Dalam sambutannya, Gus Fawaid mengajak seluruh siswa untuk terus menempuh pendidikan setinggi mungkin dan tidak membatasi cita-cita meski berasal dari desa. Menurutnya, keberhasilan ditentukan oleh semangat belajar dan kerja keras, bukan latar belakang tempat tinggal.
“Anak desa juga bisa menjadi dokter, bupati, anggota DPR, atau profesi lainnya. Syaratnya adalah semangat belajar dan melanjutkan pendidikan hingga perguruan tinggi,” ujarnya.
Bupati juga mengingatkan siswa agar tidak terburu-buru menjalin hubungan maupun menikah di usia dini. Ia menjelaskan bahwa pernikahan pada usia yang belum matang berisiko terhadap kesehatan ibu dan anak, termasuk meningkatkan potensi stunting.
Karena itu, ia mendorong para pelajar untuk fokus menyelesaikan pendidikan sebelum berumah tangga.
Untuk mendukung peningkatan kualitas sumber daya manusia, Pemerintah Kabupaten Jember menyiapkan enam kategori beasiswa, di antaranya beasiswa afirmasi ekonomi, beasiswa bagi santri dan penghafal Al-Qur’an, beasiswa prestasi akademik maupun nonakademik, hingga jalur kompetisi.
Program tersebut diharapkan membuka kesempatan seluas-luasnya bagi pelajar Jember melanjutkan pendidikan tinggi.
Selain itu, Gus Fawaid mengajak sekolah memperkenalkan berbagai perguruan tinggi yang ada di Kabupaten Jember.
Menurutnya, Jember memiliki puluhan kampus yang dapat menjadi pilihan bagi lulusan SMA maupun SMK tanpa harus keluar daerah.
Dalam kesempatan itu, Bupati juga menekankan pentingnya budaya membaca dan meningkatkan literasi di tengah perkembangan teknologi digital, termasuk kehadiran kecerdasan buatan (AI).
Ia mengingatkan para pendidik agar terus memperbarui pengetahuan sehingga mampu mengikuti perkembangan zaman.
Di bidang pendidikan, Gus Fawaid menegaskan komitmennya mewujudkan Sistem Penerimaan Murid Baru (SPMB) yang bersih dan transparan.

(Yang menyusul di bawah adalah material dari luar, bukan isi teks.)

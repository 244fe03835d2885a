//! Controller wired to the real REST stack against a mock backend.

use contact_agenda::client::{AgendaClient, AsyncAgendaClient, AsyncAgendaClientImpl};
use contact_agenda::repositories::{ContactRepository, RestContactRepository};
use contact_agenda::services::messages;
use contact_agenda::{AgendaController, ContactDraft, ContactId};
use mockito::{Matcher, Server};
use serde_json::json;
use std::sync::Arc;
use std::time::Duration;

fn controller(server: &Server) -> AgendaController {
    let client = AgendaClient::with_base_url(format!("{}/contactos", server.url()));
    let client = Arc::new(AsyncAgendaClientImpl::new(client)) as Arc<dyn AsyncAgendaClient>;
    let repo = Arc::new(RestContactRepository::new(client)) as Arc<dyn ContactRepository>;
    AgendaController::with_settings(repo, 3, Duration::from_millis(50))
}

#[tokio::test(flavor = "multi_thread", worker_threads = 2)]
async fn test_load_create_and_delete_round() {
    let mut server = Server::new_async().await;

    let list = server
        .mock("GET", "/contactos")
        .with_status(200)
        .with_header("content-type", "application/json")
        .with_body(r#"[{"id": 1, "nombre": "Beto", "telefono": "3007654321", "correo": "b@x.co"}]"#)
        .create_async()
        .await;

    let create = server
        .mock("POST", "/contactos")
        .match_body(Matcher::Json(json!({
            "nombre": "Ana",
            "telefono": "3001234567",
            "correo": "ana@x.co"
        })))
        .with_status(201)
        .with_header("content-type", "application/json")
        .with_body(r#"{"id": "2", "nombre": "Ana", "telefono": "3001234567", "correo": "ana@x.co"}"#)
        .create_async()
        .await;

    let delete = server
        .mock("DELETE", "/contactos/1")
        .with_status(200)
        .with_body("{}")
        .create_async()
        .await;

    let agenda = controller(&server);
    agenda.load().await.unwrap();
    list.assert_async().await;

    let created = agenda
        .submit(&ContactDraft::new("Ana", "3001234567", "ana@x.co"))
        .await
        .unwrap();
    create.assert_async().await;

    let state = agenda.state().await;
    assert_eq!(state.contacts.len(), 2);
    assert_eq!(state.contacts[1], created);
    assert_eq!(state.banner.unwrap().message, messages::CREATED);

    agenda.delete(&ContactId::new("1").unwrap()).await.unwrap();
    delete.assert_async().await;

    let state = agenda.state().await;
    assert_eq!(state.contacts, vec![created]);

    tokio::time::sleep(Duration::from_millis(300)).await;
    assert!(agenda.state().await.banner.is_none());
}

#[tokio::test(flavor = "multi_thread", worker_threads = 2)]
async fn test_backend_down_shows_load_error() {
    let mut server = Server::new_async().await;

    let list = server
        .mock("GET", "/contactos")
        .with_status(503)
        .with_body("unavailable")
        .create_async()
        .await;

    let agenda = controller(&server);
    assert!(agenda.load().await.is_err());
    list.assert_async().await;

    let state = agenda.state().await;
    assert!(!state.loading);
    assert_eq!(state.load_error.as_deref(), Some(messages::LOAD_FAILED));
}
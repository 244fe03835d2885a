use async_trait::async_trait;
use contact_agenda::domain::ContactId;
use contact_agenda::error::{ApiError, ApiResult};
use contact_agenda::models::{Contact, ContactDraft};
use contact_agenda::repositories::ContactRepository;
use std::collections::{HashMap, HashSet};
use std::sync::{Arc, Mutex};
use std::time::Duration;

/// Mock contact repository for testing.
///
/// Keeps contacts in insertion order, hands out sequential ids, tracks method
/// calls and can be told to fail or stall specific operations.
#[allow(dead_code)]
#[derive(Clone, Default)]
pub struct MockContactRepository {
    contacts: Arc<Mutex<Vec<Contact>>>,
    next_id: Arc<Mutex<u64>>,
    call_counts: Arc<Mutex<HashMap<String, usize>>>,
    failing: Arc<Mutex<HashSet<String>>>,
    latency: Arc<Mutex<Option<Duration>>>,
}

#[allow(dead_code)]
impl MockContactRepository {
    /// Create a new empty MockContactRepository.
    pub fn new() -> Self {
        Self::default()
    }

    /// Add a contact directly, bypassing call tracking.
    pub fn add_contact(&self, contact: Contact) {
        self.contacts.lock().unwrap().push(contact);
    }

    /// Seed contacts with ids "1".."n" named after `names`.
    pub fn with_names(names: &[&str]) -> Self {
        let repo = Self::new();
        for name in names {
            let draft = ContactDraft::new(*name, "3001234567", format!("{}@x.co", name));
            let id = repo.allocate_id();
            repo.add_contact(Contact::from_draft(id, &draft));
        }
        repo
    }

    /// Make every call of `method` fail with a 500.
    pub fn fail_on(&self, method: &str) {
        self.failing.lock().unwrap().insert(method.to_string());
    }

    /// Stop failing any method.
    pub fn clear_failures(&self) {
        self.failing.lock().unwrap().clear();
    }

    /// Delay every call by `latency` (tokio time).
    pub fn set_latency(&self, latency: Duration) {
        *self.latency.lock().unwrap() = Some(latency);
    }

    /// Get the number of times a method was called.
    pub fn get_call_count(&self, method: &str) -> usize {
        let counts = self.call_counts.lock().unwrap();
        *counts.get(method).unwrap_or(&0)
    }

    /// Current stored contacts.
    pub fn stored(&self) -> Vec<Contact> {
        self.contacts.lock().unwrap().clone()
    }

    fn allocate_id(&self) -> ContactId {
        let mut next = self.next_id.lock().unwrap();
        *next += 1;
        ContactId::new(next.to_string()).unwrap()
    }

    async fn enter(&self, method: &str) -> ApiResult<()> {
        *self
            .call_counts
            .lock()
            .unwrap()
            .entry(method.to_string())
            .or_insert(0) += 1;

        let latency = *self.latency.lock().unwrap();
        if let Some(latency) = latency {
            tokio::time::sleep(latency).await;
        }

        if self.failing.lock().unwrap().contains(method) {
            return Err(ApiError::ApiError {
                status: 500,
                message: format!("{} failed", method),
            });
        }
        Ok(())
    }
}

#[async_trait]
impl ContactRepository for MockContactRepository {
    async fn list(&self) -> ApiResult<Vec<Contact>> {
        self.enter("list").await?;
        Ok(self.stored())
    }

    async fn create(&self, draft: &ContactDraft) -> ApiResult<Contact> {
        self.enter("create").await?;

        let contact = Contact::from_draft(self.allocate_id(), draft);
        self.contacts.lock().unwrap().push(contact.clone());
        Ok(contact)
    }

    async fn update(&self, id: &ContactId, draft: &ContactDraft) -> ApiResult<Contact> {
        self.enter("update").await?;

        let mut contacts = self.contacts.lock().unwrap();
        let slot = contacts
            .iter_mut()
            .find(|c| &c.id == id)
            .ok_or_else(|| ApiError::NotFound(format!("Contact {} not found", id)))?;
        *slot = Contact::from_draft(id.clone(), draft);
        Ok(slot.clone())
    }

    async fn delete(&self, id: &ContactId) -> ApiResult<()> {
        self.enter("delete").await?;

        let mut contacts = self.contacts.lock().unwrap();
        let before = contacts.len();
        contacts.retain(|c| &c.id != id);
        if contacts.len() == before {
            return Err(ApiError::NotFound(format!("Contact {} not found", id)));
        }
        Ok(())
    }
}
//! Self-clearing banner timer.

use crate::services::apply;
use crate::state::{Action, AgendaState};
use std::sync::{Arc, Mutex};
use std::time::Duration;
use tokio::sync::RwLock;
use tokio::task::JoinHandle;

/// Clears the banner after a fixed delay.
///
/// At most one expiry is pending. Scheduling a new one aborts the previous
/// task, and the reducer ignores expiries for any generation but the current
/// one.
#[derive(Debug)]
pub struct BannerTimer {
    timeout: Duration,
    pending: Mutex<Option<JoinHandle<()>>>,
}

impl BannerTimer {
    pub fn new(timeout: Duration) -> Self {
        Self {
            timeout,
            pending: Mutex::new(None),
        }
    }

    pub fn timeout(&self) -> Duration {
        self.timeout
    }

    /// Expire banner `generation` after the timeout, cancelling any earlier expiry.
    ///
    /// Must be called from within a tokio runtime.
    pub fn schedule(&self, generation: u64, state: Arc<RwLock<AgendaState>>) {
        let timeout = self.timeout;
        let handle = tokio::spawn(async move {
            tokio::time::sleep(timeout).await;
            tracing::debug!("Banner {} expired", generation);
            apply(&state, Action::BannerExpired(generation)).await;
        });

        match self.pending.lock() {
            Ok(mut pending) => {
                if let Some(previous) = pending.replace(handle) {
                    previous.abort();
                }
            }
            Err(_) => tracing::warn!(
                "Banner timer lock poisoned; earlier expiry for banner {} not aborted",
                generation
            ),
        }
    }

    /// Abort the pending expiry, if any.
    pub fn cancel(&self) {
        if let Ok(mut pending) = self.pending.lock() {
            if let Some(previous) = pending.take() {
                previous.abort();
            }
        }
    }
}

impl Drop for BannerTimer {
    fn drop(&mut self) {
        self.cancel();
    }
}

Ia memastikan tidak ada praktik titip-menitip siswa serta meminta masyarakat melaporkan apabila menemukan dugaan pelanggaran melalui kanal pengaduan “Wadul Gus’e”. Mulai tahun depan, proses penerimaan siswa direncanakan dilakukan secara digital melalui aplikasi untuk meminimalkan intervensi.

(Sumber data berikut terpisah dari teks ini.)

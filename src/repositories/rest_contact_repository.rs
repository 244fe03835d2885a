use crate::client::AsyncAgendaClient;
use crate::domain::ContactId;
use crate::error::ApiResult;
use crate::models::{Contact, ContactDraft};
use crate::repositories::traits::ContactRepository;
use async_trait::async_trait;
use std::sync::Arc;

/// Contact repository backed by the REST collection.
///
/// Delegates every operation to the [`AsyncAgendaClient`].
pub struct RestContactRepository {
    client: Arc<dyn AsyncAgendaClient>,
}

impl RestContactRepository {
    pub fn new(client: Arc<dyn AsyncAgendaClient>) -> Self {
        Self { client }
    }
}

#[async_trait]
impl ContactRepository for RestContactRepository {
    async fn list(&self) -> ApiResult<Vec<Contact>> {
        self.client.list_contacts().await
    }

    async fn create(&self, draft: &ContactDraft) -> ApiResult<Contact> {
        self.client.create_contact(draft).await
    }

    async fn update(&self, id: &ContactId, draft: &ContactDraft) -> ApiResult<Contact> {
        self.client.update_contact(id, draft).await
    }

    async fn delete(&self, id: &ContactId) -> ApiResult<()> {
        self.client.delete_contact(id).await
    }
}
//! Async wrapper around the synchronous AgendaClient.
//!
//! This module provides an async interface to the synchronous AgendaClient by using
//! `tokio::task::spawn_blocking` to run HTTP operations on a dedicated thread pool,
//! preventing blocking of the async runtime.

use crate::client::AgendaClient;
use crate::domain::ContactId;
use crate::error::{ApiError, ApiResult};
use crate::models::{Contact, ContactDraft};
use async_trait::async_trait;
use std::sync::Arc;

/// Async versions of the four contact storage calls.
#[async_trait]
pub trait AsyncAgendaClient: Send + Sync {
    async fn list_contacts(&self) -> ApiResult<Vec<Contact>>;
    async fn create_contact(&self, draft: &ContactDraft) -> ApiResult<Contact>;
    async fn update_contact(&self, id: &ContactId, draft: &ContactDraft) -> ApiResult<Contact>;
    async fn delete_contact(&self, id: &ContactId) -> ApiResult<()>;
}

/// Runs [`AgendaClient`] calls on tokio's blocking pool.
#[derive(Clone)]
pub struct AsyncAgendaClientImpl {
    client: Arc<AgendaClient>,
}

impl AsyncAgendaClientImpl {
    pub fn new(client: AgendaClient) -> Self {
        Self {
            client: Arc::new(client),
        }
    }
}

fn join_error(e: tokio::task::JoinError) -> ApiError {
    ApiError::HttpError(format!("Task join error: {}", e))
}

#[async_trait]
impl AsyncAgendaClient for AsyncAgendaClientImpl {
    async fn list_contacts(&self) -> ApiResult<Vec<Contact>> {
        let client = self.client.clone();

        tokio::task::spawn_blocking(move || client.list_contacts())
            .await
            .map_err(join_error)?
    }

    async fn create_contact(&self, draft: &ContactDraft) -> ApiResult<Contact> {
        let client = self.client.clone();
        let draft = draft.clone();

        tokio::task::spawn_blocking(move || client.create_contact(&draft))
            .await
            .map_err(join_error)?
    }

    async fn update_contact(&self, id: &ContactId, draft: &ContactDraft) -> ApiResult<Contact> {
        let client = self.client.clone();
        let id = id.clone();
        let draft = draft.clone();

        tokio::task::spawn_blocking(move || client.update_contact(&id, &draft))
            .await
            .map_err(join_error)?
    }

    async fn delete_contact(&self, id: &ContactId) -> ApiResult<()> {
        let client = self.client.clone();
        let id = id.clone();

        tokio::task::spawn_blocking(move || client.delete_contact(&id))
            .await
            .map_err(join_error)?
    }
}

Sementara itu, Kepala SMP Negeri 1 Sukorambi, Dudik Prasanto, mengatakan kunjungan Bupati memberikan edukasi penting kepada siswa mengenai bahaya perundungan, pernikahan dini, dan pentingnya menjaga karakter.
Menurutnya, pihak sekolah secara rutin memberikan pendampingan kepada siswa, khususnya kelas VIII dan IX, agar bijak menggunakan telepon genggam serta menghindari pengaruh negatif media digital.
Ia juga memastikan pelaksanaan SPMB di SMP Negeri 1 Sukorambi berjalan sesuai ketentuan dan tanpa praktik titipan.
Sebagai kepala sekolah yang baru menjabat, Dudik menyatakan siap mendukung seluruh program Pemerintah Kabupaten Jember, termasuk memperkuat komunikasi dengan orang tua siswa pada tahun ajaran baru.
Selain itu, sekolah terus berkomitmen menanamkan nilai-nilai budaya kepada peserta didik, salah satunya melalui penampilan tari tradisional sebagai bagian dari pelestarian budaya Indonesia.